• [Problem statement] Where the word "PartialEq" appears in a line of the entries below, count that line and give the total alone.

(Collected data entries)
-- Opening Marker --
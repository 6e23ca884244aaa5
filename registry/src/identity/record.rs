//! # Identity Records
//!
//! The per-identity state the registry stores: the four fields (recovery
//! address, associated addresses, providers, resolvers) plus the two
//! recovery logs that drive the grace-window and poison-pill rules.
//!
//! Records are never deleted. Recovery and the poison pill empty them; the
//! handle and its recovery address persist as an inert tombstone.

use serde::{Deserialize, Serialize};
use std::fmt;

use super::address::Address;
use super::set::AddressSet;

// ---------------------------------------------------------------------------
// Ein
// ---------------------------------------------------------------------------

/// An identity handle.
///
/// Handles are assigned sequentially starting at 1; zero is reserved as
/// "does not exist" and is never minted.
#[derive(
    Debug, Clone, Copy, PartialEq, Eq, Hash, PartialOrd, Ord, Serialize, Deserialize,
)]
#[serde(transparent)]
pub struct Ein(pub u64);

impl fmt::Display for Ein {
    fn fmt(&self, f: &mut fmt::Formatter<'_>) -> fmt::Result {
        write!(f, "ein-{}", self.0)
    }
}

// ---------------------------------------------------------------------------
// Recovery logs
// ---------------------------------------------------------------------------

/// The most recent recovery-address swap for an identity.
///
/// While `timestamp + recovery_timeout` has not passed, trust extends to the
/// displaced address: it alone may trigger recovery, and no further swap may
/// be initiated.
#[derive(Debug, Clone, Copy, PartialEq, Eq, Serialize, Deserialize)]
pub struct RecoveryAddressChange {
    /// Ledger time of the swap.
    pub timestamp: u64,
    /// The recovery address that was displaced by the swap.
    pub old_recovery_address: Address,
}

/// The most recent recovery trigger for an identity.
///
/// `evicted_hash` commits to the exact ordered associated-address set that
/// the trigger wiped. Within `timestamp + recovery_timeout`, any member of
/// that set may prove membership against the hash and fire the poison pill.
#[derive(Debug, Clone, Copy, PartialEq, Eq, Serialize, Deserialize)]
pub struct RecoveredChange {
    /// Ledger time of the trigger.
    pub timestamp: u64,
    /// BLAKE3 over the concatenated evicted addresses, in enumeration order.
    pub evicted_hash: [u8; 32],
    /// Set once a poison pill consumes this trigger's authorization. The
    /// log itself stays, because the trigger cooldown keys off `timestamp`
    /// whether or not a pill ever fired.
    pub pill_spent: bool,
}

// ---------------------------------------------------------------------------
// IdentityRecord
// ---------------------------------------------------------------------------

/// Everything the registry knows about one identity.
#[derive(Debug, Clone, Serialize, Deserialize)]
pub struct IdentityRecord {
    /// The address empowered to reset this identity's associated addresses.
    pub recovery_address: Address,
    /// Addresses currently bound to this identity. Each address belongs to
    /// at most one identity registry-wide; the registry's reverse index
    /// mirrors this set exactly.
    pub associated_addresses: AddressSet,
    /// Addresses with delegated authority over this identity.
    pub providers: AddressSet,
    /// Attached data-resolution extensions.
    pub resolvers: AddressSet,
    /// Log of the most recent recovery-address swap, if any.
    pub recovery_address_change: Option<RecoveryAddressChange>,
    /// Log of the most recent recovery trigger, if any. Consumed by a
    /// successful poison pill.
    pub recovered_change: Option<RecoveredChange>,
}

impl IdentityRecord {
    /// A fresh record with the given recovery address and no members.
    pub fn new(recovery_address: Address) -> Self {
        Self {
            recovery_address,
            associated_addresses: AddressSet::new(),
            providers: AddressSet::new(),
            resolvers: AddressSet::new(),
            recovery_address_change: None,
            recovered_change: None,
        }
    }
}

/// Read-only snapshot of an identity's four fields, as returned by
/// [`get_details`](crate::registry::IdentityRegistry::get_details).
///
/// Collections are in enumeration order; membership is what callers should
/// compare, not ordering.
#[derive(Debug, Clone, PartialEq, Eq, Serialize, Deserialize)]
pub struct IdentityDetails {
    /// The identity's handle.
    pub ein: Ein,
    /// Current recovery address.
    pub recovery_address: Address,
    /// Currently associated addresses.
    pub associated_addresses: Vec<Address>,
    /// Current providers.
    pub providers: Vec<Address>,
    /// Current resolvers.
    pub resolvers: Vec<Address>,
}
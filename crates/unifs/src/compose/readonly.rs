// Copyright (c) Contributors to the SPK project.
// SPDX-License-Identifier: Apache-2.0
// https://github.com/spkenv/spk

use std::path::{Path, PathBuf};
use std::sync::Arc;

use chrono::{DateTime, Utc};

use crate::filter::SearchPattern;
use crate::fs::{
    BackendId,
    FileAccess,
    FileAttributes,
    FileShare,
    FileSystem,
    OpenMode,
    Paths,
    ReadFileSystem,
    SearchTarget,
    SharedFileSystem,
    VfsFile,
};
use crate::path::VfsPath;
use crate::watch::Watcher;
use crate::{Error, Result};

#[cfg(test)]
#[path = "./readonly_test.rs"]
mod readonly_test;

/// Exposes another filesystem with every mutation rejected.
///
/// Reads, enumeration and watching pass straight through; any write
/// operation fails with an access denied error. Reported attributes
/// carry the read-only bit.
#[derive(Clone)]
pub struct ReadOnlyFileSystem {
    inner: Arc<Inner>,
}

#[derive(Debug)]
struct Inner {
    delegate: SharedFileSystem,
}

impl ReadOnlyFileSystem {
    pub fn new(delegate: SharedFileSystem) -> Self {
        Self {
            inner: Arc::new(Inner { delegate }),
        }
    }

    fn denied<T>(path: &VfsPath) -> Result<T> {
        Err(Error::AccessDenied(path.clone()))
    }
}

impl std::fmt::Debug for ReadOnlyFileSystem {
    fn fmt(&self, f: &mut std::fmt::Formatter<'_>) -> std::fmt::Result {
        f.debug_struct("ReadOnlyFileSystem")
            .field("delegate", &self.inner.delegate)
            .finish()
    }
}

impl ReadFileSystem for ReadOnlyFileSystem {
    fn identity(&self) -> BackendId {
        BackendId::of(&self.inner)
    }

    fn directory_exists_impl(&self, path: &VfsPath) -> Result<bool> {
        self.inner.delegate.directory_exists_impl(path)
    }

    fn file_exists_impl(&self, path: &VfsPath) -> Result<bool> {
        self.inner.delegate.file_exists_impl(path)
    }

    fn file_length_impl(&self, path: &VfsPath) -> Result<u64> {
        self.inner.delegate.file_length_impl(path)
    }

    fn open_read_impl(&self, path: &VfsPath) -> Result<Box<dyn VfsFile>> {
        self.inner.delegate.open_read_impl(path)
    }

    fn attributes_impl(&self, path: &VfsPath) -> Result<FileAttributes> {
        Ok(self.inner.delegate.attributes_impl(path)? | FileAttributes::READ_ONLY)
    }

    fn creation_time_impl(&self, path: &VfsPath) -> Result<DateTime<Utc>> {
        self.inner.delegate.creation_time_impl(path)
    }

    fn last_access_time_impl(&self, path: &VfsPath) -> Result<DateTime<Utc>> {
        self.inner.delegate.last_access_time_impl(path)
    }

    fn last_write_time_impl(&self, path: &VfsPath) -> Result<DateTime<Utc>> {
        self.inner.delegate.last_write_time_impl(path)
    }

    fn enumerate_impl(
        &self,
        path: &VfsPath,
        pattern: SearchPattern,
        recursive: bool,
        target: SearchTarget,
    ) -> Result<Paths<'_>> {
        self.inner
            .delegate
            .enumerate_impl(path, pattern, recursive, target)
    }

    fn to_native_path_impl(&self, path: &VfsPath) -> Result<PathBuf> {
        self.inner.delegate.to_native_path_impl(path)
    }

    fn from_native_path_impl(&self, path: &Path) -> Result<VfsPath> {
        self.inner.delegate.from_native_path_impl(path)
    }
}

impl FileSystem for ReadOnlyFileSystem {
    fn create_directory_impl(&self, path: &VfsPath) -> Result<()> {
        Self::denied(path)
    }

    fn move_directory_impl(&self, src: &VfsPath, _dest: &VfsPath) -> Result<()> {
        Self::denied(src)
    }

    fn delete_directory_impl(&self, path: &VfsPath, _recursive: bool) -> Result<()> {
        Self::denied(path)
    }

    fn copy_file_impl(&self, src: &VfsPath, _dest: &VfsPath, _overwrite: bool) -> Result<()> {
        Self::denied(src)
    }

    fn replace_file_impl(
        &self,
        src: &VfsPath,
        _dest: &VfsPath,
        _backup: Option<&VfsPath>,
        _ignore_metadata_errors: bool,
    ) -> Result<()> {
        Self::denied(src)
    }

    fn move_file_impl(&self, src: &VfsPath, _dest: &VfsPath) -> Result<()> {
        Self::denied(src)
    }

    fn delete_file_impl(&self, path: &VfsPath) -> Result<()> {
        Self::denied(path)
    }

    fn open_file_impl(
        &self,
        path: &VfsPath,
        mode: OpenMode,
        access: FileAccess,
        _share: FileShare,
    ) -> Result<Box<dyn VfsFile>> {
        if access.can_write() || mode.requires_write() {
            return Self::denied(path);
        }
        self.inner.delegate.open_read_impl(path)
    }

    fn set_attributes_impl(&self, path: &VfsPath, _attributes: FileAttributes) -> Result<()> {
        Self::denied(path)
    }

    fn set_creation_time_impl(&self, path: &VfsPath, _time: DateTime<Utc>) -> Result<()> {
        Self::denied(path)
    }

    fn set_last_access_time_impl(&self, path: &VfsPath, _time: DateTime<Utc>) -> Result<()> {
        Self::denied(path)
    }

    fn set_last_write_time_impl(&self, path: &VfsPath, _time: DateTime<Utc>) -> Result<()> {
        Self::denied(path)
    }

    fn can_watch_impl(&self, path: &VfsPath) -> bool {
        self.inner.delegate.can_watch_impl(path)
    }

    fn watch_impl(&self, path: &VfsPath) -> Result<Box<dyn Watcher>> {
        self.inner.delegate.watch_impl(path)
    }
}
-- Closing Marker --
• [Expected answer] 4